RESULTS OF OPERATIONS - THREE MONTHS ENDED MARCH 31, 2002 COMPARED TO THREE
MONTHS ENDED MARCH 31, 2001

     REVENUE. Total revenue for the three months ended March 31, 2002 of
$1,417,258 reflected an increase of $326,851, or approximately 30%, compared to
sales of $1,090,407 for the three months ended March 31, 2001. Our revenues are
derived in either one of two ways. In the majority of instances, we purchase
products from manufacturers and suppliers for resale to the commissaries we
service. In such cases, we resell the manufacturer's or supplier's products to
the commissaries at generally the same prices we pay for such products, which
prices generally are negotiated between the manufacturer or supplier and the
Defense Commissary Agency ("DeCA"). Revenue is recognized as the gross sales
amount received by us from such sales ("resale revenues"), which includes (i)
the purchase price paid by the commissary plus (ii) a negotiated storage and
delivery fee paid by the manufacturer or supplier. In the remaining instances,
we act as an agent for the manufacturer or supplier of the products we sell, and
earn a commission paid by the manufacturer or supplier, generally in an amount
equal to a percentage of the manufacturer's or supplier's gross sales amount
("commission revenues"). In such cases, revenue is recognized as the commission
we receive on the gross sales amount.

     Resale revenue for the three months ended March 31, 2002 of $1,357,584
reflected an increase of $332,601, or approximately 32%, compared to resale
revenue of $1,024,983 for the three months ended March 31, 2001. For the three
months ended March 31, 2002, approximately 67% of our gross profit was derived
from sales involving resale revenue compared to approximately 45% for the three
months ended March 31, 2001. These increases were attributable primarily to the
addition of the new products we began supplying to commissaries during the
fourth quarter of fiscal 2001, including Slimfast, L'eggs, Bush Beans and
Rayovac Batteries, and during the first quarter of fiscal 2002, including a line
of feminine hygiene products and a line of infant feeding products supplied by
Playtex Products, Inc., which we sell on a resale basis, as well as the
implementation of our long-term strategy to increase our ratio of sales of
products we sell on a resale basis, rather than a commission basis, due to the
payment discounts we often receive from the manufacturers and suppliers of the
goods we purchase for resale.

     Commission revenue for the three months ended March 31, 2002 of $59,674
reflected a decrease of $5,750, or approximately 9%, compared to commission
revenue of $65,424 for the three months ended March 31, 2001. For the three
months ended March 31, 2002, approximately 33% of our gross profit was derived
from sale involving commission revenue compared to approximately 55% for the
three months ended March 31, 2001. These decreases were attributable primarily
to the implementation of our long-term strategy to increase our ratio of sales
of products sold on a resale basis, rather than a commission basis.

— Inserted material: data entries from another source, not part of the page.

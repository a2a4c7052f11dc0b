// SPDX-License-Identifier: Apache-2.0 OR MIT
// Copyright (c) 2025-2026 naskel.com

//! The master pool: size-classed slab allocation behind opaque handles.
//!
//! A [`Pool`] value is a cheap handle to [`SharedState`] plus, implicitly,
//! this thread's share of a single non-generic thread-local table. Cloning
//! a `Pool` shares the state; each thread still gets its own `touse`/
//! `tofree`/`active`/`blocksize` bookkeeping, keyed by the shared state's
//! address so `Pool<Handle32>` and `Pool<Handle64>` over distinct inner
//! state never collide and neither needs its own `thread_local!`.

use std::cell::RefCell;
use std::collections::HashMap;
use std::ptr::{self, NonNull};
use std::sync::atomic::{AtomicPtr, AtomicU32, Ordering};
use std::sync::Arc;

use crate::config::PoolConfig;
use crate::error::{PoolError, Result};

use super::access::{AccessTracker, NullTracker};
use super::backend::{BackingAllocator, SystemBackend};
use super::block::{align, Block};
use super::freelist::FreelistDirectory;
use super::handle::{Handle, Handle32};
use super::stats::{CounterDirectory, PoolStats};

/// Per-size-class thread-local bookkeeping. `touse_head`/`tofree_head` are
/// handles widened via [`Handle::to_bits`] so this struct stays the same
/// regardless of `H`.
#[derive(Debug, Clone, Copy)]
struct SizeClassLocal {
    touse_head: u64,
    touse_count: u32,
    tofree_head: u64,
    tofree_count: u32,
    /// Slab this thread is currently bump-allocating from for this size,
    /// or 0 if none.
    active: u32,
    blocksize: usize,
}

impl SizeClassLocal {
    fn fresh(blocksize: usize) -> Self {
        Self {
            touse_head: 0,
            touse_count: 0,
            tofree_head: 0,
            tofree_count: 0,
            active: 0,
            blocksize,
        }
    }
}

/// One thread's view of a single pool's shared state: its emptyblocks
/// cache plus a size-class table.
#[derive(Debug, Default)]
struct ThreadState {
    emptyblocks: Vec<u32>,
    classes: HashMap<usize, SizeClassLocal>,
}

thread_local! {
    /// Keyed by a shared state's address (`Arc::as_ptr as usize`), not by
    /// handle type. The whole point of widening handles to `u64` above is
    /// that this table never needs to be generic over `H`.
    static POOL_STATE: RefCell<HashMap<usize, ThreadState>> = RefCell::new(HashMap::new());
}

/// State shared by every clone of a [`Pool`], across every thread.
///
/// `pub(crate)` rather than private: [`super::slave`] holds a reference to
/// a master's `SharedState` so the slave pool can mirror its block
/// geometry, capturing a shared handle to the master's shared state.
pub(crate) struct SharedState<H: Handle> {
    blocks: Box<[AtomicPtr<Block>]>,
    usedblocks: AtomicU32,
    freelist: FreelistDirectory<H>,
    counters: CounterDirectory,
    backend: Arc<dyn BackingAllocator>,
    tracker: Arc<dyn AccessTracker<H>>,
    config: PoolConfig,
}
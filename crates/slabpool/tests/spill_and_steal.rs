// SPDX-License-Identifier: Apache-2.0 OR MIT
// Copyright (c) 2025-2026 naskel.com

//! Scenario: thread A allocates then frees 8192 chunks of size 32
//! (forcing a `tofree` spill to the shared pool); thread B then allocates
//! 4096 chunks of size 32. B's allocations must succeed without creating
//! more than one new block beyond A's, demonstrating shared-freelist
//! reuse across threads.

use slabpool::Pool;
use std::thread;

#[test]
fn spill_on_thread_a_is_reused_by_thread_b() {
    let pool: Pool = Pool::new();

    let a_pool = pool.clone();
    thread::spawn(move || {
        let handles: Vec<_> = (0..8192)
            .map(|_| a_pool.allocate(32).expect("system allocator has memory"))
            .collect();
        for handle in handles {
            a_pool.free(handle);
        }
    })
    .join()
    .expect("thread A should not panic");

    let chunks_held_after_a = pool
        .stats()
        .classes
        .iter()
        .find(|c| c.size == 32)
        .map(|c| c.chunks_held)
        .expect("size class 32 is registered after thread A's blocks");

    let b_pool = pool.clone();
    thread::spawn(move || {
        let handles: Vec<_> = (0..4096)
            .map(|_| b_pool.allocate(32).expect("reused from A's shared spill"))
            .collect();
        for handle in handles {
            b_pool.free(handle);
        }
    })
    .join()
    .expect("thread B should not panic");

    let chunks_held_after_b = pool
        .stats()
        .classes
        .iter()
        .find(|c| c.size == 32)
        .map(|c| c.chunks_held)
        .expect("size class 32 still registered after thread B");

    assert_eq!(
        chunks_held_after_a, chunks_held_after_b,
        "thread B should satisfy its allocations entirely from A's shared-freelist spill"
    );
}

We cannot be
certain as to whether or not these trends will continue; however, in the long
term we are seeking to increase the ratio of our sales of products sold on a
resale basis, rather than a commission basis, because we believe we can increase
our profitability on such sales by taking advantage of payment

                                       7



discounts frequently offered by the manufacturers and suppliers of such
products. To do so, we intend to continue to seek to add new products that we
can offer to commissaries on a resale basis from our existing manufactures and
suppliers and from others with whom we do not currently have a working
relationship.

     In March 2002, we entered into an agreement with Playtex Products, Inc. to
distribute, on a resale basis, approximately 70 Stock Keeping Units (SKUs)
manufactured or supplied by Playtex, including a line of feminine hygiene
products and a line of infant feeding products. We have been advised by Playtex,
and verified with DeCA, that sales by Playtex in 2001 to the commissaries we
currently service amounted to approximately $350,000. However, there can be no
assurance that our sales of Playtex products will reach such amount, and the
amount of our actual sales of Playtex products may differ materially from the
amounts sold by Playtex in 2001 as a result of one or more of the factors
described above, among others.

     In April 2002, we began distributing products for Pfizer, Inc. under an
agreement that provided for the distribution of approximately 114 SKUs of Pfizer
products. In June 2002, the agreement was terminated by Pfizer because we were
unable to consistently meet our delivery obligations due to our insufficient
working capital. During the term of our agreement with Pfizer, we received
revenue from the sale of Pfizer products of approximately $168,000. Management
believes the termination of the Pfizer agreement will not have a material
adverse impact on our results of operations for fiscal 2002.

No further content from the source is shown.